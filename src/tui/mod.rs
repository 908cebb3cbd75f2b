//! Terminal front end: key handling and rendering around [`crate::App`].

pub mod actions;
pub mod events;
pub mod state;
pub mod terminal;
pub mod theme;
pub mod ui;

pub use actions::process_state;
pub use events::handle_event;
pub use state::TuiState;
pub use terminal::{restore_terminal, setup_terminal};
pub use theme::Theme;
pub use ui::render;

-*-*-

What you will do
Output each record precisely as written.

Task result
filename src/tui/mod.rs
repository 908cebb3cbd75f2b
//! Terminal front end: key handling and rendering around [`crate::App`].

pub mod actions;
pub mod events;
pub mod state;
pub mod terminal;
pub mod theme;
pub mod ui;

pub use actions::process_state;
pub use events::handle_event;
pub use state::TuiState;
pub use terminal::{restore_terminal, setup_terminal};
pub use theme::Theme;
pub use ui::render;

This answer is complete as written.